We asked domain experts and three LLMs to construct causal graphs for life-space mobility in rural dementia patients. They agreed on most edges, but disagreed on one that reveals a fundamentally different view of what matters most in dementia care. When tested against real data, none fit well, but they failed in different ways.
Problem: reasoning about interventions without enough data
Life-space mobility captures a person’s physical and social environment, movement, and daily activities. A decrease in life-space is associated with various measures of declining health in older adults, including cognitive decline. However, Life-Space Assessments (LSAs) have primarily focused on urban populations, limiting their applicability to rural or Indigenous settings where dementia risk is higher.
Developing interventions to improve outcomes for these populations requires causally modeling the relationship between life-space mobility and relevant demographic and environmental variables. This is a particularly hard problem, because the data needed for standard causal discovery does not exist.

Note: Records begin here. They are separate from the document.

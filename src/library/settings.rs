//! User-facing settings persisted next to the item collection.
//!
//! Every field falls back to its default independently: a stored object with
//! one missing or unrecognized value keeps the rest.
use serde::de::DeserializeOwned;
use serde::{Deserialize, Deserializer, Serialize};
use serde_json::Value;
use std::fmt;

/// Color theme. Stored for the presentation layer; nothing here renders it.
#[derive(Debug, Clone, Copy, PartialEq, Eq, Default, Serialize, Deserialize)]
#[serde(from = "String", into = "&'static str")]
pub enum Theme {
    #[default]
    Light,
    Dark,
}

impl Theme {
    pub fn as_str(self) -> &'static str {
        match self {
            Theme::Light => "light",
            Theme::Dark => "dark",
        }
    }
}

impl From<String> for Theme {
    fn from(s: String) -> Self {
        match s.as_str() {
            "dark" => Theme::Dark,
            _ => Theme::Light,
        }
    }
}

impl From<Theme> for &'static str {
    fn from(t: Theme) -> Self {
        t.as_str()
    }
}

/// Which classification model tier to call.
#[derive(Debug, Clone, Copy, PartialEq, Eq, Default, Serialize, Deserialize)]
#[serde(from = "String", into = "&'static str")]
pub enum Model {
    /// Low-latency tier.
    #[default]
    Fast,
    /// Higher-quality, slower tier.
    Pro,
}

impl Model {
    /// Provider model identifier sent on the wire and stored in settings.
    pub fn id(self) -> &'static str {
        match self {
            Model::Fast => "gemini-3-flash-preview",
            Model::Pro => "gemini-3-pro-preview",
        }
    }
}

impl From<String> for Model {
    fn from(s: String) -> Self {
        match s.as_str() {
            "gemini-3-pro-preview" | "pro" => Model::Pro,
            _ => Model::Fast,
        }
    }
}

impl From<Model> for &'static str {
    fn from(m: Model) -> Self {
        m.id()
    }
}

/// How much the classifier should write in the summary.
#[derive(Debug, Clone, Copy, PartialEq, Eq, Default, Serialize, Deserialize)]
#[serde(from = "String", into = "&'static str")]
pub enum SummaryDetail {
    #[default]
    Concise,
    Detailed,
}

impl SummaryDetail {
    pub fn as_str(self) -> &'static str {
        match self {
            SummaryDetail::Concise => "concise",
            SummaryDetail::Detailed => "detailed",
        }
    }
}

impl From<String> for SummaryDetail {
    fn from(s: String) -> Self {
        match s.as_str() {
            "detailed" => SummaryDetail::Detailed,
            _ => SummaryDetail::Concise,
        }
    }
}

impl From<SummaryDetail> for &'static str {
    fn from(d: SummaryDetail) -> Self {
        d.as_str()
    }
}

macro_rules! display_via_str {
    ($($ty:ty => $f:ident),* $(,)?) => {
        $(impl fmt::Display for $ty {
            fn fmt(&self, f: &mut fmt::Formatter<'_>) -> fmt::Result {
                f.write_str(self.$f())
            }
        })*
    };
}

display_via_str!(Theme => as_str, Model => id, SummaryDetail => as_str);

// ============================================================================
// Settings
// ============================================================================

#[derive(Debug, Clone, PartialEq, Eq, Serialize, Deserialize)]
#[serde(default, rename_all = "camelCase")]
pub struct Settings {
    #[serde(deserialize_with = "or_default")]
    pub theme: Theme,
    #[serde(deserialize_with = "auto_categorize_or_default")]
    pub auto_categorize: bool,
    #[serde(deserialize_with = "or_default")]
    pub selected_model: Model,
    #[serde(deserialize_with = "or_default")]
    pub summary_detail: SummaryDetail,
}

// A null or wrongly typed field costs only that field.
fn or_default<'de, D, T>(deserializer: D) -> Result<T, D::Error>
where
    D: Deserializer<'de>,
    T: DeserializeOwned + Default,
{
    let value = Value::deserialize(deserializer)?;
    Ok(T::deserialize(value).unwrap_or_default())
}

fn auto_categorize_or_default<'de, D>(deserializer: D) -> Result<bool, D::Error>
where
    D: Deserializer<'de>,
{
    let value = Value::deserialize(deserializer)?;
    Ok(value.as_bool().unwrap_or(true))
}

impl Default for Settings {
    fn default() -> Self {
        Self {
            theme: Theme::Light,
            auto_categorize: true,
            selected_model: Model::Fast,
            summary_detail: SummaryDetail::Concise,
        }
    }
}

/// A partial update; `None` fields are left alone.
#[derive(Debug, Clone, Default, PartialEq, Eq)]
pub struct SettingsPatch {
    pub theme: Option<Theme>,
    pub auto_categorize: Option<bool>,
    pub selected_model: Option<Model>,
    pub summary_detail: Option<SummaryDetail>,
}

impl SettingsPatch {
    pub fn is_empty(&self) -> bool {
        self == &Self::default()
    }
}

impl Settings {
    /// Merge a patch into these settings.
    pub fn apply(&mut self, patch: &SettingsPatch) {
        if let Some(theme) = patch.theme {
            self.theme = theme;
        }
        if let Some(auto) = patch.auto_categorize {
            self.auto_categorize = auto;
        }
        if let Some(model) = patch.selected_model {
            self.selected_model = model;
        }
        if let Some(detail) = patch.summary_detail {
            self.summary_detail = detail;
        }
    }
}

#[cfg(test)]
mod tests {
    use super::*;
    use pretty_assertions::assert_eq;

    #[test]
    fn test_defaults() {
        let s = Settings::default();
        assert_eq!(s.theme, Theme::Light);
        assert!(s.auto_categorize);
        assert_eq!(s.selected_model, Model::Fast);
        assert_eq!(s.summary_detail, SummaryDetail::Concise);
    }

    #[test]
    fn test_json_shape() {
        let json = serde_json::to_value(Settings::default()).unwrap();
        assert_eq!(
            json,
            serde_json::json!({
                "theme": "light",
                "autoCategorize": true,
                "selectedModel": "gemini-3-flash-preview",
                "summaryDetail": "concise"
            })
        );
    }

    #[test]
    fn test_partial_object_keeps_other_defaults() {
        let s: Settings = serde_json::from_str(r#"{"theme":"dark"}"#).unwrap();
        assert_eq!(s.theme, Theme::Dark);
        assert!(s.auto_categorize);
        assert_eq!(s.selected_model, Model::Fast);
    }

    #[test]
    fn test_unknown_values_fall_back_per_field() {
        let s: Settings = serde_json::from_str(
            r#"{"theme":"solarized","autoCategorize":false,"selectedModel":"gemini-3-pro-preview","summaryDetail":"verbose"}"#,
        )
        .unwrap();
        assert_eq!(s.theme, Theme::Light);
        assert!(!s.auto_categorize);
        assert_eq!(s.selected_model, Model::Pro);
        assert_eq!(s.summary_detail, SummaryDetail::Concise);
    }

    #[test]
    fn test_apply_patch() {
        let mut s = Settings::default();
        s.apply(&SettingsPatch {
            auto_categorize: Some(false),
            summary_detail: Some(SummaryDetail::Detailed),
            ..Default::default()
        });
        assert_eq!(s.theme, Theme::Light);
        assert!(!s.auto_categorize);
        assert_eq!(s.summary_detail, SummaryDetail::Detailed);
    }

    #[test]
    fn test_empty_patch() {
        assert!(SettingsPatch::default().is_empty());
        assert!(!SettingsPatch {
            theme: Some(Theme::Dark),
            ..Default::default()
        }
        .is_empty());
    }

    #[test]
    fn test_null_and_wrong_types_fall_back_per_field() {
        let s: Settings = serde_json::from_str(
            r#"{"theme":null,"autoCategorize":false,"selectedModel":7,"summaryDetail":"detailed"}"#,
        )
        .unwrap();
        assert_eq!(s.theme, Theme::Light);
        assert!(!s.auto_categorize);
        assert_eq!(s.selected_model, Model::Fast);
        assert_eq!(s.summary_detail, SummaryDetail::Detailed);

        let s: Settings = serde_json::from_str(r#"{"theme":"dark","autoCategorize":"no"}"#).unwrap();
        assert_eq!(s.theme, Theme::Dark);
        assert!(s.auto_categorize);
    }
}
use thiserror::Error;

// ============================================================================
// Error Types
// ============================================================================

/// Database-specific errors with user-friendly messages
#[derive(Debug, Error)]
pub enum DatabaseError {
    /// Another memoria process has locked the database
    #[error("Another instance of memoria appears to be running. Please close it and try again.")]
    InstanceLocked,

    /// Schema creation failed
    #[error("Database migration failed: {0}")]
    Migration(String),

    /// Generic database error
    #[error("Database error: {0}")]
    Other(#[from] sqlx::Error),
}

impl DatabaseError {
    /// Map lock-related sqlx failures to `InstanceLocked`.
    pub(crate) fn from_sqlx(err: sqlx::Error) -> Self {
        let error_string = err.to_string().to_lowercase();

        // SQLITE_BUSY (5), SQLITE_LOCKED (6), SQLITE_CANTOPEN (14)
        if error_string.contains("database is locked")
            || error_string.contains("database table is locked")
            || error_string.contains("sqlite_busy")
            || error_string.contains("sqlite_locked")
            || error_string.contains("unable to open database file")
        {
            return DatabaseError::InstanceLocked;
        }

        DatabaseError::Other(err)
    }
}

Approach: four methods for causal graph construction
We consider a tiny dataset of 20 patients in rural and Indigenous communities in northern Minnesota, USA, and Ontario, Canada. For this domain, we study several approaches for building causal graphs (shown in Figure 1). We compare them structurally and evaluate their empirical validity.

Fig. 1. Causal graph construction methods, including expert elicitation (1), LLM consensus (Claude, Gemini, GPT) (2), hybrid subtractive refinement (3), and a data-driven FCI baseline (4).
Variables (9 boolean features, n=20)
Continuous variables were binarized using expert-provided or sample mean-based thresholds.
| Code | Variable | Source | Prevalence |
|---|---|---|---|
| LS | Life-space score (high) | Life-Space Assessment | 45% |
| TB | Total burden on caregiver (high) | Caregiver diary | 40% |
| ND | Non-routine days (above median) | Caregiver diary | 60% |
| CD | Challenging days (above median) | Caregiver diary | 45% |
| CT | Community type (rural) | Demographic | 55% |
| PS | Patient sex (female) | Demographic | 35% |
| CS | Caregiver sex (female) | Demographic | 65% |
| PE | Patient education (above threshold) | Demographic | 35% |
| CE | Caregiver education (above threshold) | Demographic | 50% |
Findings: consensus, contradictions, and incompatibility with data
The LLMs agree on six direct causal relationships. Experts agree with five, but invert the sixth in a way that reveals a fundamental difference in modeling perspectives.

Fig. 2. Expert-constructed (left) vs. LLM consensus (right) causal graphs. Gray arrows = shared edges; blue dashed arrows = expert-only socioeconomic pathways; red arrow = LLM-only inverted key edge; greyed nodes = variables excluded by LLMs. The key structural disagreement: experts place TB→LS; LLMs place LS→TB.
Experts Say Life-space score (LS) is the final sink.
Experts treat LS as the patient outcome to improve, and include sex and education as causal drivers.
LLMs Say Caregiver burden (TB) is the final sink.
LLMs consistently make TB the ultimate outcome, and exclude socioeconomic variables entirely.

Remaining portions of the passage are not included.